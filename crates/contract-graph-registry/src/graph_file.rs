// crates/contract-graph-registry/src/graph_file.rs
// ============================================================================
// Module: File Graph Store
// Description: Graph store persisted as a single JSON document.
// Purpose: Hold the applied module graph for local, single-writer workflows.
// Dependencies: contract-graph-core, serde, serde_json
// ============================================================================

//! ## Overview
//! The graph lives in one JSON file holding the module list and its
//! revision. A missing file is an empty graph. Every load recomputes the
//! revision and fails closed with [`GraphStoreError::Corrupt`] when it does
//! not match the stored one.
//!
//! Commits re-read the file, compare revisions, and replace the file through
//! a temporary sibling and a rename so readers never observe a partial write.
//! Writers within one process are serialized; separate processes sharing a
//! file are not.

// ============================================================================
// SECTION: Imports
// ============================================================================

use std::fs;
use std::fs::File;
use std::io::ErrorKind;
use std::io::Read;
use std::io::Write;
use std::path::Path;
use std::path::PathBuf;
use std::sync::Mutex;

use contract_graph_core::FilePath;
use contract_graph_core::GraphCommit;
use contract_graph_core::GraphModule;
use contract_graph_core::GraphRevision;
use contract_graph_core::GraphSnapshot;
use contract_graph_core::GraphStore;
use contract_graph_core::GraphStoreError;
use contract_graph_core::ModuleId;
use serde::Deserialize;
use serde::Serialize;

// ============================================================================
// SECTION: Constants
// ============================================================================

/// Default maximum size of the graph file.
const DEFAULT_MAX_GRAPH_BYTES: usize = 64 * 1024 * 1024;

// ============================================================================
// SECTION: File Format
// ============================================================================

/// On-disk graph document.
#[derive(Debug, Serialize, Deserialize)]
#[serde(deny_unknown_fields)]
struct GraphDocument {
    /// Revision of `modules` at write time.
    revision: GraphRevision,
    /// Applied modules in canonical order.
    modules: Vec<GraphModule>,
}

// ============================================================================
// SECTION: Store
// ============================================================================

/// Graph store backed by a JSON file.
#[derive(Debug)]
pub struct FileGraphStore {
    /// Graph file location.
    path: PathBuf,
    /// Maximum accepted graph file size.
    max_bytes: usize,
    /// Serializes commits within this process.
    write_lock: Mutex<()>,
}

impl FileGraphStore {
    /// Creates a store for the graph file at `path`.
    #[must_use]
    pub fn new(path: impl Into<PathBuf>) -> Self {
        Self {
            path: path.into(),
            max_bytes: DEFAULT_MAX_GRAPH_BYTES,
            write_lock: Mutex::new(()),
        }
    }

    /// Overrides the maximum accepted graph file size.
    #[must_use]
    pub const fn with_max_bytes(mut self, max_bytes: usize) -> Self {
        self.max_bytes = max_bytes;
        self
    }

    /// Returns the graph file location.
    #[must_use]
    pub fn path(&self) -> &Path {
        &self.path
    }

    /// Loads and verifies the graph file.
    fn load(&self) -> Result<GraphSnapshot, GraphStoreError> {
        let file = match File::open(&self.path) {
            Ok(file) => file,
            Err(err) if err.kind() == ErrorKind::NotFound => {
                return GraphSnapshot::empty()
                    .map_err(|err| GraphStoreError::Corrupt(err.to_string()));
            }
            Err(err) => return Err(self.unavailable(&err)),
        };
        let limit = u64::try_from(self.max_bytes).unwrap_or(u64::MAX);
        let mut bytes = Vec::new();
        file.take(limit.saturating_add(1))
            .read_to_end(&mut bytes)
            .map_err(|err| self.unavailable(&err))?;
        if bytes.len() > self.max_bytes {
            return Err(GraphStoreError::Corrupt(format!(
                "{} exceeds the {} byte limit",
                self.path.display(),
                self.max_bytes
            )));
        }
        let document: GraphDocument = serde_json::from_slice(&bytes).map_err(|err| {
            GraphStoreError::Corrupt(format!("{}: {err}", self.path.display()))
        })?;
        let snapshot = GraphSnapshot::from_modules(document.modules)
            .map_err(|err| GraphStoreError::Corrupt(err.to_string()))?;
        if snapshot.revision() != &document.revision {
            return Err(GraphStoreError::Corrupt(format!(
                "{}: stored revision {} does not match content revision {}",
                self.path.display(),
                document.revision,
                snapshot.revision()
            )));
        }
        Ok(snapshot)
    }

    /// Writes a snapshot through a temporary sibling file.
    fn write(&self, snapshot: &GraphSnapshot) -> Result<(), GraphStoreError> {
        let document = GraphDocument {
            revision: snapshot.revision().clone(),
            modules: snapshot.modules().to_vec(),
        };
        let mut payload = serde_json::to_vec_pretty(&document)
            .map_err(|err| GraphStoreError::Corrupt(err.to_string()))?;
        payload.push(b'\n');
        if let Some(parent) = self.path.parent()
            && !parent.as_os_str().is_empty()
        {
            fs::create_dir_all(parent).map_err(|err| self.unavailable(&err))?;
        }
        let temp_path = self.path.with_extension("tmp");
        let mut file = fs::OpenOptions::new()
            .create(true)
            .write(true)
            .truncate(true)
            .open(&temp_path)
            .map_err(|err| self.unavailable(&err))?;
        file.write_all(&payload).map_err(|err| self.unavailable(&err))?;
        file.sync_all().map_err(|err| self.unavailable(&err))?;
        fs::rename(&temp_path, &self.path).map_err(|err| self.unavailable(&err))?;
        Ok(())
    }

    /// Maps an I/O error to an unavailable store.
    fn unavailable(&self, err: &std::io::Error) -> GraphStoreError {
        GraphStoreError::Unavailable(format!("{}: {err}", self.path.display()))
    }
}

impl GraphStore for FileGraphStore {
    fn snapshot(&self) -> Result<GraphSnapshot, GraphStoreError> {
        self.load()
    }

    fn get_module(&self, module_id: &ModuleId) -> Result<Option<GraphModule>, GraphStoreError> {
        Ok(self.load()?.module(module_id).cloned())
    }

    fn module_id_by_path(
        &self,
        file_path: &FilePath,
    ) -> Result<Option<ModuleId>, GraphStoreError> {
        Ok(self.load()?.module_by_path(file_path).map(|module| module.id.clone()))
    }

    fn commit(&self, commit: &GraphCommit) -> Result<GraphRevision, GraphStoreError> {
        let guard = self
            .write_lock
            .lock()
            .map_err(|_| GraphStoreError::Unavailable("graph file lock poisoned".to_string()))?;
        let current = self.load()?;
        if current.revision() != &commit.expected_revision {
            return Err(GraphStoreError::StaleRevision {
                expected: commit.expected_revision.clone(),
                actual: current.revision().clone(),
            });
        }
        let next = GraphSnapshot::from_modules(commit.apply_to(current.into_modules()))
            .map_err(|err| GraphStoreError::Corrupt(err.to_string()))?;
        self.write(&next)?;
        drop(guard);
        Ok(next.revision().clone())
    }
}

■ WHAT THE EXERCISE ASKS:
Look above and repeat, character for character, the lines from the first one to the line with "single JSON document.", counting both.

■ EXERCISE RESPONSE:
filename crates/contract-graph-registry/src/graph_file.rs
// crates/contract-graph-registry/src/graph_file.rs
// ============================================================================
// Module: File Graph Store
// Description: Graph store persisted as a single JSON document.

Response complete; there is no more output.